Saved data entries
[Start of Attachment]

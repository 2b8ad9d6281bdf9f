//! Scoring of an [`ExecutionOutcome`] against a level's rubric.

use std::panic::{self, AssertUnwindSafe};

use log::{error, info};
use serde::Serialize;
use thiserror::Error;

use crate::{levels::Level, runner::ExecutionOutcome, value::Value};

pub const EXECUTION_FAILED: &str = "Code execution failed. Check for errors.";
pub const PASS_MARK: char = '✓';
pub const HINT_MARK: char = '○';

#[derive(Debug, Clone, PartialEq, Eq, Serialize)]
#[serde(rename_all = "camelCase")]
pub struct ValidationResult {
	steps_completed: usize,
	total_steps: usize,
	is_complete: bool,
	feedback: String,
	#[serde(skip_serializing_if = "Option::is_none")]
	sample_output: Option<String>,
}

impl ValidationResult {
	/// Zero progress with a single feedback message.
	pub fn failure(total_steps: usize, message: impl Into<String>) -> Self {
		Self {
			steps_completed: 0,
			total_steps,
			is_complete: false,
			feedback: message.into(),
			sample_output: None,
		}
	}

	/// Full marks, used when a level is restored from saved progress.
	pub fn complete(total_steps: usize, feedback: impl Into<String>) -> Self {
		Self {
			steps_completed: total_steps,
			total_steps,
			is_complete: true,
			feedback: feedback.into(),
			sample_output: None,
		}
	}

	pub fn steps_completed(&self) -> usize {
		self.steps_completed
	}

	pub fn total_steps(&self) -> usize {
		self.total_steps
	}

	pub fn is_complete(&self) -> bool {
		self.is_complete
	}

	pub fn feedback(&self) -> &str {
		&self.feedback
	}

	pub fn sample_output(&self) -> Option<&str> {
		self.sample_output.as_deref()
	}
}

/// A fault in a level's scoring function, never in the player's code.
#[derive(Debug, Error, Clone, PartialEq)]
pub enum ScoringError {
	#[error("'{0}' is not one of the level's capture names")]
	MissingCapture(String),
	#[error("rubric checked {checked} criteria but the level declares {declared}")]
	StepCount { checked: usize, declared: usize },
	#[error("{0}")]
	Invalid(String),
	#[error("scoring panicked: {0}")]
	Panicked(String),
}

pub type ScoreFn = fn(&str, &ExecutionOutcome) -> Result<ValidationResult, ScoringError>;

/// Builds a [`ValidationResult`] one criterion at a time.
///
/// Every call to [`Rubric::check`] adds exactly one feedback line, so partial
/// credit always reflects every criterion that was satisfied.
#[derive(Debug)]
pub struct Rubric {
	total_steps: usize,
	steps_completed: usize,
	lines: Vec<String>,
	sample_output: Option<String>,
}

impl Rubric {
	pub fn new(total_steps: usize) -> Self {
		Self {
			total_steps,
			steps_completed: 0,
			lines: Vec::with_capacity(total_steps),
			sample_output: None,
		}
	}

	pub fn check(&mut self, passed: bool, pass_text: impl AsRef<str>, hint_text: impl AsRef<str>) -> &mut Self {
		if passed {
			self.steps_completed += 1;
			self.lines.push(format!("{PASS_MARK} {}", pass_text.as_ref()));
		} else {
			self.lines.push(format!("{HINT_MARK} {}", hint_text.as_ref()));
		}
		self
	}

	/// Shows `value` to the player next to the feedback. `undefined` is ignored.
	pub fn sample_output(&mut self, value: &Value) -> &mut Self {
		self.sample_output = match value {
			Value::Undefined => None,
			Value::Str(s) => Some(s.clone()),
			other => Some(other.inspect()),
		};
		self
	}

	pub fn finish(&mut self) -> Result<ValidationResult, ScoringError> {
		if self.lines.len() != self.total_steps {
			return Err(ScoringError::StepCount {
				checked: self.lines.len(),
				declared: self.total_steps,
			});
		}
		Ok(ValidationResult {
			steps_completed: self.steps_completed,
			total_steps: self.total_steps,
			is_complete: self.steps_completed == self.total_steps,
			feedback: self.lines.join("\n"),
			sample_output: self.sample_output.take(),
		})
	}
}

/// Looks up a captured binding, treating a name the level never asked for as
/// a scoring bug rather than `undefined`.
pub fn captured(outcome: &ExecutionOutcome, name: &str) -> Result<Value, ScoringError> {
	outcome
		.captured_bindings
		.get(name)
		.cloned()
		.ok_or_else(|| ScoringError::MissingCapture(name.to_string()))
}

/// Scores `outcome` for `level`. Never panics and never returns an error:
/// every failure becomes a zero-progress result.
pub fn validate(level: &Level, source: &str, outcome: &ExecutionOutcome) -> ValidationResult {
	if !outcome.succeeded {
		let message = outcome.failure.as_deref().filter(|m| !m.is_empty()).unwrap_or(EXECUTION_FAILED);
		return ValidationResult::failure(level.total_steps, message);
	}

	let score = level.score;
	let scored = panic::catch_unwind(AssertUnwindSafe(|| score(source, outcome)))
		.unwrap_or_else(|payload| Err(ScoringError::Panicked(panic_message(payload.as_ref()))));

	let result = scored.and_then(|result| {
		if result.total_steps == level.total_steps {
			Ok(result)
		} else {
			Err(ScoringError::StepCount {
				checked: result.total_steps,
				declared: level.total_steps,
			})
		}
	});

	match result {
		Ok(result) => {
			info!(
				"Level {} scored {}/{}{}",
				level.id,
				result.steps_completed,
				result.total_steps,
				if result.is_complete { " (complete)" } else { "" }
			);
			result
		},
		Err(fault) => {
			error!("Scoring level {} failed: {fault}", level.id);
			ValidationResult::failure(level.total_steps, format!("Scoring failed. Validation error: {fault}"))
		},
	}
}

fn panic_message(payload: &(dyn std::any::Any + Send)) -> String {
	if let Some(s) = payload.downcast_ref::<&str>() {
		s.to_string()
	} else if let Some(s) = payload.downcast_ref::<String>() {
		s.clone()
	} else {
		"unknown panic".to_string()
	}
}

#[cfg(test)]
mod tests {
	use super::*;
	use crate::{host::ApiKind, runner::execute, runner::DEFAULT_TIMEOUT};
	use futures::executor::block_on;
	use indexmap::IndexMap;

	fn three_criteria(source: &str, outcome: &ExecutionOutcome) -> Result<ValidationResult, ScoringError> {
		let x = captured(outcome, "x")?;
		let label = captured(outcome, "label")?;
		Rubric::new(3)
			.check(source.contains("const x"), "x declared", "Declare x")
			.check(label.as_str().is_some_and(|s| !s.is_empty()), "label set", "Set label to a non-empty string")
			.check(x.as_number() == Some(2.0), "x is two", "x should be 2")
			.sample_output(&x)
			.finish()
	}

	fn wrong_capture(_: &str, outcome: &ExecutionOutcome) -> Result<ValidationResult, ScoringError> {
		captured(outcome, "nope")?;
		Rubric::new(3).finish()
	}

	fn short_rubric(_: &str, _: &ExecutionOutcome) -> Result<ValidationResult, ScoringError> {
		Rubric::new(2).check(true, "one", "one").check(true, "two", "two").finish()
	}

	fn panicking(_: &str, _: &ExecutionOutcome) -> Result<ValidationResult, ScoringError> {
		panic!("rubric bug")
	}

	fn test_level(score: ScoreFn) -> Level {
		Level {
			id: 99,
			title: "Test",
			api: ApiKind::LanguageDetector,
			total_steps: 3,
			instructions: "",
			starter_code: "",
			solution: "",
			context: &[],
			capture_names: &["label", "x"],
			score,
		}
	}

	fn run(level: &Level, source: &str) -> ValidationResult {
		let outcome = block_on(execute(source, &IndexMap::new(), level.capture_names, DEFAULT_TIMEOUT));
		validate(level, source, &outcome)
	}

	#[test]
	fn partial_credit_counts_every_criterion() {
		let result = run(&test_level(three_criteria), "const x = 1 + 1;");
		assert_eq!(result.steps_completed(), 2);
		assert_eq!(result.total_steps(), 3);
		assert!(!result.is_complete());
		let lines: Vec<&str> = result.feedback().lines().collect();
		assert_eq!(lines, ["✓ x declared", "○ Set label to a non-empty string", "✓ x is two"]);
		assert_eq!(result.sample_output(), Some("2"));
	}

	#[test]
	fn all_criteria_complete_the_level() {
		let result = run(&test_level(three_criteria), "const x = 2;\nconst label = 'two';");
		assert_eq!(result.steps_completed(), 3);
		assert!(result.is_complete());
	}

	#[test]
	fn execution_failure_skips_the_rubric() {
		let result = run(&test_level(panicking), "throw new Error(\"boom\");");
		assert_eq!(result.steps_completed(), 0);
		assert!(!result.is_complete());
		assert!(result.feedback().contains("boom"));
	}

	#[test]
	fn missing_failure_message_uses_fallback() {
		let outcome = ExecutionOutcome::default();
		let result = validate(&test_level(three_criteria), "", &outcome);
		assert_eq!(result.feedback(), EXECUTION_FAILED);
	}

	#[test]
	fn scoring_faults_are_contained() {
		let panicked = run(&test_level(panicking), "const x = 2;");
		assert_eq!(panicked.steps_completed(), 0);
		assert_eq!(panicked.feedback(), "Scoring failed. Validation error: scoring panicked: rubric bug");

		let missing = run(&test_level(wrong_capture), "const x = 2;");
		assert!(missing.feedback().contains("'nope' is not one of the level's capture names"));

		let short = run(&test_level(short_rubric), "const x = 2;");
		assert!(!short.is_complete());
		assert!(short.feedback().starts_with("Scoring failed."));
	}

	#[test]
	fn rubric_rejects_wrong_line_count() {
		let err = Rubric::new(2).check(true, "only", "only").finish().unwrap_err();
		assert_eq!(err, ScoringError::StepCount { checked: 1, declared: 2 });
	}

	#[test]
	fn result_serializes_to_camel_case() {
		let json = serde_json::to_value(ValidationResult::complete(4, "done")).unwrap();
		assert_eq!(json["stepsCompleted"], 4);
		assert_eq!(json["isComplete"], true);
		assert!(json.get("sampleOutput").is_none());
	}
}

[End of Attachment]

Where a line of the entries holds the string "panicking", include it in the count, and give only the final number.

3